Kourou (AFP) - La situation paraissait bloquée mardi en Guyane, objet d'une grogne sociale sans précédent depuis deux semaines, après la décision d'une trentaine de délégués de manifestants à Kourou d'occuper le Centre spatial guyanais (CSG).

"Nous ne bougerons pas d'ici. La situation est figée, la Guyane est bloquée. Vous êtes bloqués. Nous voulons les milliards que nous avons demandés", a affirmé Manuel Jean-Baptiste, un membre du collectif Pou La Gwiyann dékolé, s?adressant a Didier Faivre, directeur du CSG, d'où décollent les fusées européennes Ariane. M. Faivre avait accepté de recevoir la délégation alors que plusieurs milliers de manifestants, se dirigeant vers le CSG pour affirmer leur "détermination", ont été bloqués à l'entrée du centre par un cordon de gendarmes.

Après plusieurs heures d'attente, il leur a annoncé une probable vidéo-conférence mercredi avec le directeur du Centre national d'études spatiales (Cnes) Jean-Yves Le Gall, qui viendra jeudi sur le site de Kourou, mais aucun retour du gouvernement. "Et bien on restera là jusqu'à jeudi", a instantanément lancé Olivier Goudet, le porte-parole des "500 frères", un groupe très populaire dont les membres défilent encagoulés.

Alors que les élus guyanais ont longtemps semblé absents de la mobilisation, plusieurs d'entre eux, dont le sénateur Antoine Karam (PS), l'ancien ministre Léon Bertrand (LR) et le député Gabriel Serville (PSG) font partie des occupants du centre spatial. "C'est important d'être là, c'est la solidarité", a réagi M. Bertrand.

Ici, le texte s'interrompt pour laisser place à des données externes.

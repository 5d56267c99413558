use crate::profile::{
    READING_AND_LANGUAGE, SelectionState, VISION_AND_SCREEN_READER, WRITING_AND_EXPRESSION,
};
use std::fmt;
use std::str::FromStr;
use tokio::sync::watch;

/// Profiles that unlock the display customization panel.
pub const CUSTOMIZABLE_PROFILES: [&str; 3] = [
    WRITING_AND_EXPRESSION,
    VISION_AND_SCREEN_READER,
    READING_AND_LANGUAGE,
];

#[derive(Debug, Clone, Copy, PartialEq, Eq, Default)]
pub enum FontFamily {
    #[default]
    Sans,
    Serif,
    Mono,
}

impl fmt::Display for FontFamily {
    fn fmt(&self, f: &mut fmt::Formatter<'_>) -> fmt::Result {
        let s = match self {
            FontFamily::Sans => "sans",
            FontFamily::Serif => "serif",
            FontFamily::Mono => "mono",
        };
        f.write_str(s)
    }
}

impl FromStr for FontFamily {
    type Err = String;

    fn from_str(s: &str) -> Result<Self, Self::Err> {
        match s.trim().to_lowercase().as_str() {
            "sans" | "sans-serif" => Ok(FontFamily::Sans),
            "serif" => Ok(FontFamily::Serif),
            "mono" | "monospace" => Ok(FontFamily::Mono),
            other => Err(format!("unknown font family '{other}', expected sans, serif or mono")),
        }
    }
}

/// A bounded, stepped control such as a slider.
#[derive(Debug, Clone, Copy, PartialEq)]
pub struct Slider {
    pub min: f32,
    pub max: f32,
    pub step: f32,
}

impl Slider {
    /// Clamps into range and snaps to the nearest step.
    pub fn clamp(&self, value: f32) -> f32 {
        let clamped = value.clamp(self.min, self.max);
        let steps = ((clamped - self.min) / self.step).round();
        // Rounding to two decimals keeps 1.4 from turning into 1.4000001.
        let snapped = self.min + steps * self.step;
        ((snapped * 100.0).round() / 100.0).clamp(self.min, self.max)
    }
}

pub const FONT_SIZE: Slider = Slider { min: 0.8, max: 2.0, step: 0.1 };
pub const LINE_HEIGHT: Slider = Slider { min: 1.5, max: 2.5, step: 0.1 };
pub const SPEECH_RATE: Slider = Slider { min: 0.5, max: 2.0, step: 0.1 };

#[derive(Debug, Clone, Copy, PartialEq)]
pub struct CustomizationSettings {
    /// Relative to the base font size.
    pub font_size: f32,
    pub line_height: f32,
    pub font_family: FontFamily,
}

impl Default for CustomizationSettings {
    fn default() -> Self {
        Self {
            font_size: 1.0,
            line_height: 1.6,
            font_family: FontFamily::Sans,
        }
    }
}

/// A change to one customization field.
#[derive(Debug, Clone, Copy, PartialEq)]
pub enum SettingChange {
    FontSize(f32),
    LineHeight(f32),
    FontFamily(FontFamily),
}

/// Holds the display preferences and decides when their controls are offered.
pub struct DisplayCustomizationStore {
    settings: CustomizationSettings,
    selection: watch::Receiver<SelectionState>,
}

impl DisplayCustomizationStore {
    pub fn new(selection: watch::Receiver<SelectionState>) -> Self {
        Self {
            settings: CustomizationSettings::default(),
            selection,
        }
    }

    pub fn settings(&self) -> CustomizationSettings {
        self.settings
    }

    /// Merges one field. Values are stored as given; range checks belong to the caller.
    pub fn update(&mut self, change: SettingChange) -> CustomizationSettings {
        match change {
            SettingChange::FontSize(v) => self.settings.font_size = v,
            SettingChange::LineHeight(v) => self.settings.line_height = v,
            SettingChange::FontFamily(v) => self.settings.font_family = v,
        }
        tracing::debug!("Customization updated: {:?}", self.settings);
        self.settings
    }

    pub fn controls_visible(&self, has_response: bool) -> bool {
        controls_visible(has_response, &self.selection.borrow())
    }
}

/// Controls are shown only for a response and a selection that asks for them.
pub fn controls_visible(has_response: bool, selection: &SelectionState) -> bool {
    has_response && selection.intersects(&CUSTOMIZABLE_PROFILES)
}

#[cfg(test)]
mod tests {
    use super::*;
    use crate::profile::{MATH_AND_NUMERACY, ProfileSelectionEngine, STANDARD};

    #[test]
    fn test_visibility_follows_selection() {
        let mut engine = ProfileSelectionEngine::new();
        let store = DisplayCustomizationStore::new(engine.subscribe());

        assert!(!store.controls_visible(true), "hidden for Standard");

        engine.toggle(VISION_AND_SCREEN_READER);
        assert!(store.controls_visible(true));
        assert!(!store.controls_visible(false), "hidden without a response");

        engine.toggle(STANDARD);
        assert!(!store.controls_visible(true));
    }

    #[test]
    fn test_only_the_three_display_profiles_unlock_controls() {
        let mut engine = ProfileSelectionEngine::new();
        let store = DisplayCustomizationStore::new(engine.subscribe());

        engine.toggle(MATH_AND_NUMERACY);
        assert!(!store.controls_visible(true));

        engine.toggle(WRITING_AND_EXPRESSION);
        assert!(store.controls_visible(true));
    }

    #[test]
    fn test_update_merges_a_single_field() {
        let engine = ProfileSelectionEngine::new();
        let mut store = DisplayCustomizationStore::new(engine.subscribe());

        let settings = store.update(SettingChange::FontSize(1.4));
        assert_eq!(settings.font_size, 1.4);
        assert_eq!(settings.line_height, 1.6);
        assert_eq!(settings.font_family, FontFamily::Sans);

        let settings = store.update(SettingChange::FontFamily(FontFamily::Serif));
        assert_eq!(settings.font_size, 1.4);
        assert_eq!(settings.font_family, FontFamily::Serif);
    }

    #[test]
    fn test_out_of_range_values_are_stored_as_given() {
        let engine = ProfileSelectionEngine::new();
        let mut store = DisplayCustomizationStore::new(engine.subscribe());
        assert_eq!(store.update(SettingChange::LineHeight(9.0)).line_height, 9.0);
    }

    #[test]
    fn test_slider_clamps_and_snaps() {
        assert_eq!(FONT_SIZE.clamp(0.1), 0.8);
        assert_eq!(FONT_SIZE.clamp(3.0), 2.0);
        assert_eq!(FONT_SIZE.clamp(1.43), 1.4);
        assert_eq!(LINE_HEIGHT.clamp(1.96), 2.0);
        assert_eq!(SPEECH_RATE.clamp(0.74), 0.7);
    }

    #[test]
    fn test_font_family_parsing() {
        assert_eq!("Serif".parse::<FontFamily>(), Ok(FontFamily::Serif));
        assert_eq!("monospace".parse::<FontFamily>(), Ok(FontFamily::Mono));
        assert!("comic".parse::<FontFamily>().is_err());
    }
}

Les manifestants, dont les revendications sont de nature sociale, économique et sécuritaire, entendent aussi protester contre les propos de Bernard Cazeneuve qui a refusé lundi les exigences financières "irréalistes" de ceux qui, à Paris comme à Cayenne, "réclament des milliards".

3,1 milliards d'euros

Ils étaient encore des centaines à 22H00 devant les grilles du centre spatial, dans une ambiance musicale et festive, selon le collectif. Lundi, le Premier ministre avait appelé à "poursuivre le dialogue" en Guyane, à l'issue d'une réunion rassemblant une bonne partie du gouvernement sur la situation dans cette collectivité. Au niveau financier, "je ne m'engagerai que sur ce quoi je sais pouvoir tenir", avait-il expliqué, 12 membres du gouvernement à ses côtés, dont la ministre des Outre-mer, Ericka Bareigts, et le ministre de l'Intérieur, Matthias Fekl, de retour de Guyane.

M. Cazeneuve s'exprimait au lendemain de l'ultimatum des responsables du mouvement, qui avaient exigé dimanche 2,5 milliards d'euros "tout de suite". Cette somme, qui tenait compte de plus d'un milliard d'euros proposé par le gouvernement, dont les engagements doivent être "actés" mercredi en Conseil des ministres, a depuis lors été revue à la hausse. Au total, le collectif demande désormais 3,1 milliards d'euros.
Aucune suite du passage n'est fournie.